Recentemente, a Rádio Romênia Internacional deixou de transmitir sua programação, em ondas curtas, para Brasil e Portugal. Foi mais um revés que o idioma sofreu na relação conflitada com o rádio internacional, que começou logo após a queda do Muro de Berlim. De início, a nova política internacional tirou de cena a Rádio Berlim Internacional, que usava alemães com o tradicional sotaque e brasileiros que acreditavam no paraíso socialista do lado de lá do muro. Foi assim com a Rádio Tirana, que também emitia, em português, a visão de um céu de igualdade na Terra.

Depois, a poderosa Voz da América mandou para casa grandes locutores e jornalistas brasileiros que fizeram história em Washington. Seguindo o mandamento capitalista segundo o qual é preciso lucrar cortando gastos, o mesmo ocorreu com a Deustche Welle, a Nederland e a Rádio França Internacional. Com a diferença de que, nestas duas últimas, os brasileiros permaneceram trabalhando normalmente, utilizando as novas ferramentas de contatos com os ouvintes: as redes brasileiras que retransmitem seus programas e a internet que, na minha opinião, colocou-as num patamar de mesmice, à mercê das grades de programação de emissoras nas madrugadas sem ouvintes e cortou a relação de amizade e fraternidade que as emissões internacionais cultivam.

Os anos 90 passaram. A idéia de transmitir mensagens políticas, em português, via ondas curtas, já faz parte do passado. A realidade mostrou que as emissoras que permaneceram emitindo no nosso idioma acertaram em privilegiar a difusão de cultura, música, modos de vida, entretenimento e atualidades mundiais. É o atual objetivo das emissões internacionais.

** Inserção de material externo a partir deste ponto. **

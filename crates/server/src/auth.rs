//! Authorization keys, the authentication gate and request tracing.

use crate::error::{ApiError, ApiResult};
use crate::metrics::AUTHORIZATION_FAILURES;
use axum::extract::Request;
use axum::http::HeaderMap;
use axum::http::header::AUTHORIZATION;
use axum::middleware::Next;
use axum::response::Response;
use gemvault_core::{Authorization, Permission, hash_key};
use gemvault_metadata::MetadataStore;
use std::future::Future;
use std::sync::Arc;
use time::OffsetDateTime;
use tracing::Instrument;
use uuid::Uuid;

/// Maximum length for trace IDs.
/// Longer trace IDs are truncated to prevent log bloat and potential log injection.
const MAX_TRACE_ID_LEN: usize = 128;

/// Trace ID for request correlation.
#[derive(Clone, Debug)]
pub struct TraceId(pub String);

impl TraceId {
    /// Generate a new random trace ID.
    pub fn new() -> Self {
        Self(Uuid::new_v4().to_string())
    }

    /// Create a trace ID from a client-provided value, truncated and
    /// restricted to printable ASCII.
    pub fn from_client(value: &str) -> Self {
        let sanitized: String = value
            .chars()
            .take(MAX_TRACE_ID_LEN)
            .filter(|c| c.is_ascii_graphic() || *c == ' ')
            .collect();

        if sanitized.is_empty() {
            Self::new()
        } else {
            Self(sanitized)
        }
    }

    pub fn as_str(&self) -> &str {
        &self.0
    }
}

impl Default for TraceId {
    fn default() -> Self {
        Self::new()
    }
}

impl std::fmt::Display for TraceId {
    fn fmt(&self, f: &mut std::fmt::Formatter<'_>) -> std::fmt::Result {
        write!(f, "{}", self.0)
    }
}

fn extract_or_generate_trace_id(req: &Request) -> TraceId {
    req.headers()
        .get("x-trace-id")
        .and_then(|v| v.to_str().ok())
        .map(TraceId::from_client)
        .unwrap_or_else(TraceId::new)
}

/// Runs every request inside a span carrying its trace ID.
pub async fn trace_middleware(mut req: Request, next: Next) -> Response {
    let trace_id = extract_or_generate_trace_id(&req);
    let span = tracing::info_span!("request", trace_id = %trace_id);
    req.extensions_mut().insert(trace_id);
    next.run(req).instrument(span).await
}

/// Authorization key sent by the client.
///
/// Gem clients send the raw key as the whole `Authorization` header; a
/// `Bearer ` scheme (any case) is accepted as well. Blank values count as
/// absent.
pub fn extract_key(headers: &HeaderMap) -> Option<String> {
    let value = headers.get(AUTHORIZATION)?.to_str().ok()?.trim();
    let key = if value.len() >= 7 && value[..7].eq_ignore_ascii_case("bearer ") {
        value[7..].trim()
    } else {
        value
    };
    (!key.is_empty()).then(|| key.to_string())
}

/// Checks authorization keys against the metadata store.
#[derive(Clone)]
pub struct Authorizer {
    metadata: Arc<dyn MetadataStore>,
}

impl Authorizer {
    pub fn new(metadata: Arc<dyn MetadataStore>) -> Self {
        Self { metadata }
    }

    /// Resolve `key` and require `permission`.
    ///
    /// Every refusal is an [`ApiError::NotAuthorized`]; other errors come from
    /// the metadata store.
    pub async fn check(&self, key: Option<&str>, permission: Permission) -> ApiResult<Authorization> {
        let Some(key) = key.map(str::trim).filter(|k| !k.is_empty()) else {
            return Err(refuse("missing", "Authorization key required".to_string()));
        };

        let Some(row) = self.metadata.get_authorization_by_hash(&hash_key(key)).await? else {
            return Err(refuse("invalid", "Authorization key is invalid".to_string()));
        };
        let authorization = row.to_authorization()?;
        if !authorization.is_valid() {
            return Err(refuse("invalid", "Authorization key is invalid".to_string()));
        }
        if !authorization.has_permission(permission) {
            return Err(refuse(
                "permission",
                format!("Authorization key doesn't have {permission} access"),
            ));
        }

        // Update last used time (fire and forget)
        let metadata = Arc::clone(&self.metadata);
        let authorization_id = row.authorization_id;
        tokio::spawn(async move {
            if let Err(e) = metadata
                .touch_authorization(authorization_id, OffsetDateTime::now_utc())
                .await
            {
                tracing::debug!(%authorization_id, error = %e, "failed to record key usage");
            }
        });

        Ok(authorization)
    }
}

fn refuse(reason: &'static str, message: String) -> ApiError {
    AUTHORIZATION_FAILURES.with_label_values(&[reason]).inc();
    tracing::info!(reason, "authorization refused");
    ApiError::NotAuthorized(message)
}

/// Run `op`, turning a [`ApiError::NotAuthorized`] into a challenge for `realm`.
/// Every other outcome passes through untouched.
pub async fn authenticated<T, F>(realm: &str, op: F) -> ApiResult<T>
where
    F: Future<Output = ApiResult<T>>,
{
    match op.await {
        Err(ApiError::NotAuthorized(message)) => Err(ApiError::Challenge {
            realm: realm.to_string(),
            message,
        }),
        other => other,
    }
}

Os ouvintes de ondas curtas, atualmente, não são nem de longe o que eram há duas décadas. Mas as emissões que permanecem no ar mostram resultados: um radioescuta ou dexista, que é aquele que escuta emissoras de longas distâncias, é diferenciado, pois é formador de opinião em sua comunidade.

Motivada pela cegueira

O DX Clube do Brasil (www.ondascurtas.com), entidade que congrega dexistas e radioescutas brazucas, utiliza ferramentas poderosas como internet, MP3, lista de discussão e e-mail para divulgar as ondas curtas. Exemplo: quando uma emissora de Tefé (AM), a Rádio Educação Rural, anuncia que vai irradiar um programa na língua indígena madija, um colaborador do DX Clube do Brasil daquela região, no caso, o biólogo Paulo Roberto e Souza, que milita no Projeto Mamirauá (www.mamiraua.org.br), comunica a notícia ao clube. Imediatamente, vai para a lista de discussão, para o boletim eletrônico e é gravada em MP3 para os programas em que o DXCB colabora, em emissoras como a Rádio Guarujá Paulista, de Guarujá (SP), a Rádio Voz Cristã, de Miami, nos Estados Unidos, a HCJB – A Voz dos Andes, de Quito, no Equador, a RDP Internacional, de Lisboa, em Portugal, entre outras.

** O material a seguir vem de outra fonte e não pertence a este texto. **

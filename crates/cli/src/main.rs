//! Command-line client and key administration for gemvault.

mod api_client;

use anyhow::{Context, Result};
use api_client::{ApiClient, YankRequest};
use clap::{Args, Parser, Subcommand};
use figment::Figment;
use figment::providers::{Env, Format, Toml};
use gemvault_core::config::AppConfig;
use gemvault_core::{Permission, hash_key};
use gemvault_metadata::{AuthorizationRow, MetadataStore};
use std::path::{Path, PathBuf};
use std::sync::Arc;
use time::OffsetDateTime;
use time::format_description::well_known::Rfc3339;

const DEFAULT_SERVER: &str = "http://127.0.0.1:9292/private";

#[derive(Parser)]
#[command(name = "gemvaultctl")]
#[command(about = "Push, yank and authorize gems on a gemvault server")]
#[command(version)]
struct Cli {
    #[command(subcommand)]
    command: Commands,
}

#[derive(Args, Clone)]
struct ApiArgs {
    /// URL of the private gem source, prefix included
    #[arg(long, env = "GEMVAULT_URL", default_value = DEFAULT_SERVER)]
    server: String,

    /// Authorization key
    #[arg(long, env = "GEMVAULT_KEY", hide_env_values = true)]
    key: String,
}

#[derive(Args, Clone)]
struct ServerConfigArgs {
    /// Server configuration file; names the metadata database
    #[arg(
        long,
        env = "GEMVAULT_CONFIG",
        default_value = "config/server.toml"
    )]
    config: PathBuf,
}

#[derive(Args, Clone)]
struct VersionArgs {
    /// Gem name
    gem_name: String,
    /// Version to change
    #[arg(long)]
    version: String,
    /// Platform of the version, if not plain ruby
    #[arg(long)]
    platform: Option<String>,
}

impl From<VersionArgs> for YankRequest {
    fn from(args: VersionArgs) -> Self {
        Self {
            gem_name: args.gem_name,
            version: args.version,
            platform: args.platform,
        }
    }
}

#[derive(Subcommand)]
enum Commands {
    /// Push a .gem archive to the private source
    Push {
        /// Path to the .gem file
        gem: PathBuf,
        #[command(flatten)]
        api: ApiArgs,
    },
    /// Yank a version: hide it from indexes and downloads
    Yank {
        #[command(flatten)]
        target: VersionArgs,
        #[command(flatten)]
        api: ApiArgs,
    },
    /// Restore a yanked version
    Unyank {
        #[command(flatten)]
        target: VersionArgs,
        #[command(flatten)]
        api: ApiArgs,
    },
    /// Create an authorization key in the server's metadata database
    Authorize {
        /// Permission to grant: all, push, yank or fetch (repeatable; default all)
        #[arg(long = "permission", value_name = "PERMISSION")]
        permissions: Vec<String>,
        /// Human-readable name for the key
        #[arg(long)]
        name: Option<String>,
        /// Use this key instead of generating one
        #[arg(long)]
        key: Option<String>,
        #[command(flatten)]
        config: ServerConfigArgs,
    },
    /// Revoke an authorization key
    Revoke {
        /// The key to revoke
        key: String,
        #[command(flatten)]
        config: ServerConfigArgs,
    },
    /// List authorization keys (hashes are never shown)
    Keys {
        #[command(flatten)]
        config: ServerConfigArgs,
    },
}

#[tokio::main]
async fn main() -> Result<()> {
    // Initialize tracing
    tracing_subscriber::fmt()
        .with_env_filter(
            tracing_subscriber::EnvFilter::try_from_default_env()
                .unwrap_or_else(|_| "warn".into()),
        )
        .with_writer(std::io::stderr)
        .init();

    let Cli { command } = Cli::parse();

    match command {
        Commands::Push { gem, api } => handle_push_command(&gem, &api).await,
        Commands::Yank { target, api } => {
            let client = ApiClient::new(&api.server, &api.key)?;
            println!("{}", client.yank(&target.into()).await?);
            Ok(())
        }
        Commands::Unyank { target, api } => {
            let client = ApiClient::new(&api.server, &api.key)?;
            println!("{}", client.unyank(&target.into()).await?);
            Ok(())
        }
        Commands::Authorize {
            permissions,
            name,
            key,
            config,
        } => handle_authorize_command(&permissions, name, key, &config.config).await,
        Commands::Revoke { key, config } => handle_revoke_command(&key, &config.config).await,
        Commands::Keys { config } => handle_keys_command(&config.config).await,
    }
}

async fn handle_push_command(gem: &Path, api: &ApiArgs) -> Result<()> {
    let data = tokio::fs::read(gem)
        .await
        .with_context(|| format!("failed to read {}", gem.display()))?;
    tracing::debug!(path = %gem.display(), size = data.len(), "pushing gem");

    let client = ApiClient::new(&api.server, &api.key)?;
    println!("{}", client.push(data).await?);
    Ok(())
}

async fn handle_authorize_command(
    permissions: &[String],
    name: Option<String>,
    key: Option<String>,
    config_path: &Path,
) -> Result<()> {
    let permissions = parse_permissions(permissions)?;
    let key = match key {
        Some(key) if key.trim().is_empty() => anyhow::bail!("key must not be blank"),
        Some(key) => key.trim().to_string(),
        None => generate_key(),
    };

    let metadata = open_metadata(config_path).await?;
    let key_hash = hash_key(&key);
    if let Some(existing) = metadata.get_authorization_by_hash(&key_hash).await? {
        anyhow::bail!(
            "key already recorded (id={}); revoke it or choose another key",
            existing.authorization_id
        );
    }

    let row = AuthorizationRow::new(key_hash, &permissions, name)?;
    metadata.create_authorization(&row).await?;

    let granted: Vec<&str> = permissions.iter().map(Permission::as_str).collect();
    println!("Authorization key: {key}");
    println!("  ID:          {}", row.authorization_id);
    println!("  Permissions: {}", granted.join(", "));
    eprintln!("Save the key now; only its hash is stored.");
    Ok(())
}

async fn handle_revoke_command(key: &str, config_path: &Path) -> Result<()> {
    let metadata = open_metadata(config_path).await?;
    let row = metadata
        .get_authorization_by_hash(&hash_key(key.trim()))
        .await?
        .ok_or_else(|| anyhow::anyhow!("no such authorization key"))?;
    if row.revoked_at.is_some() {
        anyhow::bail!("key {} is already revoked", row.authorization_id);
    }

    metadata
        .revoke_authorization(row.authorization_id, OffsetDateTime::now_utc())
        .await?;
    println!("Revoked key {}", row.authorization_id);
    Ok(())
}

async fn handle_keys_command(config_path: &Path) -> Result<()> {
    let metadata = open_metadata(config_path).await?;
    let rows = metadata.list_authorizations().await?;
    if rows.is_empty() {
        println!("No authorization keys.");
        return Ok(());
    }

    for row in rows {
        let permissions = row
            .to_authorization()
            .map(|auth| {
                let mut names: Vec<&str> = auth.permissions.iter().map(Permission::as_str).collect();
                names.sort_unstable();
                names.join(",")
            })
            .unwrap_or_else(|_| "<invalid>".to_string());
        let status = match row.revoked_at {
            Some(at) => format!("revoked {}", format_time(at)),
            None => "active".to_string(),
        };
        println!(
            "{}  {:<16}  {:<14}  created {}  {}",
            row.authorization_id,
            row.name.as_deref().unwrap_or("-"),
            permissions,
            format_time(row.created_at),
            status
        );
    }
    Ok(())
}

fn parse_permissions(names: &[String]) -> Result<Vec<Permission>> {
    if names.is_empty() {
        return Ok(vec![Permission::All]);
    }
    let mut permissions = Vec::with_capacity(names.len());
    for name in names {
        let permission = Permission::parse(name)
            .with_context(|| format!("unknown permission {name:?} (expected all, push, yank or fetch)"))?;
        if !permissions.contains(&permission) {
            permissions.push(permission);
        }
    }
    Ok(permissions)
}

/// Generate a random key: 16 bytes from a cryptographically secure RNG, hex encoded.
fn generate_key() -> String {
    use rand::RngCore;
    let mut bytes = [0u8; 16];
    rand::rng().fill_bytes(&mut bytes);
    bytes.iter().map(|b| format!("{b:02x}")).collect()
}

fn format_time(at: OffsetDateTime) -> String {
    at.format(&Rfc3339).unwrap_or_else(|_| at.to_string())
}

/// Load the server configuration the same way `gemvaultd` does.
fn load_server_config(path: &Path) -> Result<AppConfig> {
    let mut figment = Figment::new();
    if path.exists() {
        figment = figment.merge(Toml::file(path));
    }

    let config: AppConfig = figment
        .merge(
            Env::prefixed("GEMVAULT_")
                .ignore(&["config", "url", "key"])
                .split("__"),
        )
        .extract()
        .context("failed to load server configuration")?;
    config
        .validate()
        .map_err(|e| anyhow::anyhow!("invalid configuration: {e}"))?;
    Ok(config)
}

async fn open_metadata(config_path: &Path) -> Result<Arc<dyn MetadataStore>> {
    let config = load_server_config(config_path)?;
    gemvault_metadata::from_config(&config.metadata)
        .await
        .context("failed to open metadata store")
}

Ironicamente, erraram os imprudentes que afirmaram que o rádio e as ondas curtas seriam peças de museu numa época em que é fácil ouvir de tudo via internet. A rede é ferramenta poderosa, que o ouvinte usa para contatar a emissora. Mas ninguém carrega o computador numa pescaria, caso queira acompanhar uma corrida de Fórmula 1, por exemplo.

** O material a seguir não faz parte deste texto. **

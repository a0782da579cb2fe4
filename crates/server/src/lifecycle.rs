//! Push, yank and unyank of private gem versions.
//!
//! Each operation authorizes first, then holds the resource lock of the
//! addressed version for its whole check-then-write sequence. A refused
//! authorization never touches storage.

use crate::error::{ApiError, ApiResult};
use crate::metrics::{GEMS_PUSHED, GEMS_UNYANKED, GEMS_YANKED, record_rejection};
use crate::state::AppState;
use bytes::Bytes;
use gemvault_core::gem::validate_full_name;
use gemvault_core::{GemIdentity, GemSpec, Permission};
use gemvault_storage::{ContentKind, Properties};
use serde::Deserialize;

/// Push a gem archive.
pub async fn push(state: &AppState, key: Option<&str>, gem: Bytes) -> ApiResult<GemIdentity> {
    state.authorizer().check(key, Permission::Push).await?;

    let spec = parse_archive(gem.clone()).await?;
    let identity = spec.identity.clone();
    let full_name = identity.full_name();

    let _lock = state.gems.lock(&full_name).await;
    let mut resource = state.gems.resource(&full_name);
    if resource.exists(ContentKind::Gem).await? {
        record_rejection("push");
        let stored = resource.load_properties().await?;
        let message = if !stored.is_identity(
            identity.name(),
            identity.version(),
            identity.platform(),
        ) {
            format!("Cannot push: {full_name} is already taken by another gem!")
        } else if stored.indexed {
            "Cannot push to an existing version!".to_string()
        } else {
            "Cannot push to a yanked version!".to_string()
        };
        return Err(ApiError::Validation(message));
    }

    let properties = Properties {
        indexed: true,
        name: Some(identity.name().to_string()),
        version: Some(identity.version().to_string()),
        platform: identity.platform().map(str::to_string),
        prerelease: identity.is_prerelease(),
        dependencies: spec.dependencies.clone(),
    };
    let spec_blob = Bytes::from(spec.spec_blob()?);
    let size = gem.len();
    resource
        .save(
            [(ContentKind::Gem, gem), (ContentKind::Spec, spec_blob)],
            properties,
        )
        .await?;

    state.specs.invalidate();
    GEMS_PUSHED.inc();
    tracing::info!(gem = %identity, size, "gem pushed");
    Ok(identity)
}

/// Parsing inflates and walks the archive, so it runs on the blocking pool.
async fn parse_archive(gem: Bytes) -> ApiResult<GemSpec> {
    let spec = tokio::task::spawn_blocking(move || GemSpec::parse(&gem))
        .await
        .map_err(|e| ApiError::Internal(format!("archive parser task failed: {e}")))??;
    Ok(spec)
}

/// Parameters addressing a version for yank and unyank.
#[derive(Clone, Debug, Default, Deserialize)]
pub struct YankParams {
    pub gem_name: Option<String>,
    pub version: Option<String>,
    pub platform: Option<String>,
}

impl YankParams {
    /// Field-wise merge: values in `self` win over `fallback`.
    pub fn or(self, fallback: Self) -> Self {
        Self {
            gem_name: self.gem_name.or(fallback.gem_name),
            version: self.version.or(fallback.version),
            platform: self.platform.or(fallback.platform),
        }
    }

    /// Gem name and slug. A blank platform is the same as none.
    pub fn target(&self) -> ApiResult<(String, String)> {
        let name = required(self.gem_name.as_deref(), "gem_name")?;
        let version = required(self.version.as_deref(), "version")?;
        Ok((
            name.to_string(),
            gemvault_core::slug(version, self.platform.as_deref()),
        ))
    }

    /// Whether `stored` was recorded for exactly the addressed version.
    fn addresses(&self, stored: &Properties) -> bool {
        stored.is_identity(
            trimmed(&self.gem_name),
            trimmed(&self.version),
            self.platform.as_deref(),
        )
    }
}

fn trimmed(value: &Option<String>) -> &str {
    value.as_deref().map(str::trim).unwrap_or_default()
}

fn required<'a>(value: Option<&'a str>, field: &str) -> ApiResult<&'a str> {
    value
        .map(str::trim)
        .filter(|v| !v.is_empty())
        .ok_or_else(|| ApiError::Validation(format!("Missing required parameter: {field}")))
}

#[derive(Clone, Copy, Debug)]
enum Visibility {
    Yank,
    Unyank,
}

impl Visibility {
    fn operation(self) -> &'static str {
        match self {
            Self::Yank => "yank",
            Self::Unyank => "unyank",
        }
    }

    /// `indexed` after the change.
    fn indexed(self) -> bool {
        matches!(self, Self::Unyank)
    }

    fn unknown(self) -> ApiError {
        ApiError::NotFound(format!(
            "Cannot {} an unknown version!",
            self.operation()
        ))
    }

    fn already(self) -> ApiError {
        ApiError::Validation(
            match self {
                Self::Yank => "Cannot yank an already yanked version!",
                Self::Unyank => "Cannot unyank an indexed version!",
            }
            .to_string(),
        )
    }
}

/// Hide a pushed version from indexes and downloads. Contents are kept.
pub async fn yank(state: &AppState, key: Option<&str>, params: &YankParams) -> ApiResult<String> {
    set_visibility(state, key, params, Visibility::Yank).await
}

/// Restore a yanked version.
pub async fn unyank(state: &AppState, key: Option<&str>, params: &YankParams) -> ApiResult<String> {
    set_visibility(state, key, params, Visibility::Unyank).await
}

/// Returns the full name of the changed version.
async fn set_visibility(
    state: &AppState,
    key: Option<&str>,
    params: &YankParams,
    change: Visibility,
) -> ApiResult<String> {
    state.authorizer().check(key, Permission::Yank).await?;

    let (name, slug) = params.target()?;
    let full_name = format!("{name}-{slug}");
    if validate_full_name(&full_name).is_err() {
        return Err(change.unknown());
    }

    let _lock = state.gems.lock(&full_name).await;
    let mut resource = state.gems.resource(&full_name);
    if !resource.exists(ContentKind::Gem).await? {
        record_rejection(change.operation());
        return Err(change.unknown());
    }
    let stored = resource.load_properties().await?;
    if !params.addresses(stored) {
        record_rejection(change.operation());
        return Err(change.unknown());
    }
    if stored.indexed == change.indexed() {
        record_rejection(change.operation());
        return Err(change.already());
    }

    resource
        .update_properties(|p| p.indexed = change.indexed())
        .await?;

    state.specs.invalidate();
    match change {
        Visibility::Yank => GEMS_YANKED.inc(),
        Visibility::Unyank => GEMS_UNYANKED.inc(),
    }
    tracing::info!(gem = %full_name, operation = change.operation(), "gem visibility changed");
    Ok(full_name)
}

Quando do término das emissões em português da Rádio Romênia, o DX Clube do Brasil encabeçou manifesto pedindo a manutenção da programação no ar. Mensagens foram enviadas, por e-mail, à emissora. Resultado: até os diplomatas brasileiros na Romênia participaram do ato, assim como os cônsules honorários daquele país no Recife e em Curitiba. A campanha foi um sucesso e os locutores da emissora tiveram trabalho para ler, no ar, os nomes dos ouvintes e simpatizantes das ondas curtas.

A Rádio Romênia deixou de emitir em português motivada pela cegueira do governo daquele país, o mesmo que envia seus filhos ao Iraque, numa viagem que poderá não ter volta. Foi a forma de divulgação que o primeiro-ministro Adrian Nastase escolheu para colocar a Romênia em evidência no noticiário internacional, em vez de usar o método simples, ágil e econômico que são as emissões em ondas curtas.

Futuro digital

Ouvir ondas curtas é um passatempo. No entanto, pelos exemplos citados, há a impressão de que existe muita organização. E há mesmo! O que era para ficar na saudade (ou no museu!) ganha força com a ajuda da tecnologia e da internet.

De olho na audiência brasileira, após uma ausência de 13 anos, a Rádio Canadá voltou a transmitir, nas velhas ondas curtas, um programa semanal em português para o Brasil. Chegou a publicar anúncio em jornal de Montreal para contratar os locutores. Os primeiros programas foram produzidos e apresentados por Hector Villar, que atuou, no passado, no Jornal da Tarde, de São Paulo.

Da mesma forma, a Rádio Exterior da Espanha leva ao ar, de terça a sexta-feira, às 15h, em 21700 kHz, uma espécie de revista, em português e espanhol, especialmente destinada ao público brasileiro. De quebra, usa o espaço para irradiar aulas de espanhol produzidas pelo Instituto Cervantes, do Rio de Janeiro. Segue, assim, a nova função das ondas curtas: entretenimento e cultura. Tal qual as rádios Internacional da China e Internacional do Japão, que ensinam chinês e japonês, respectivamente, nas emissões em português.

Quem permaneceu investindo em ondas curtas já pensa no futuro digital. A BBC de Londres e a RDP – Rádio Portugal pretendem adentrar o mundo das emissões digitais de ondas curtas. A primeira, emitindo atualidades mundiais. A segunda, aliando informações mundiais e a divulgação da cultura portuguesa. O som será semelhante ao do CD. Sempre, via rádio. E valorizando o nosso idioma!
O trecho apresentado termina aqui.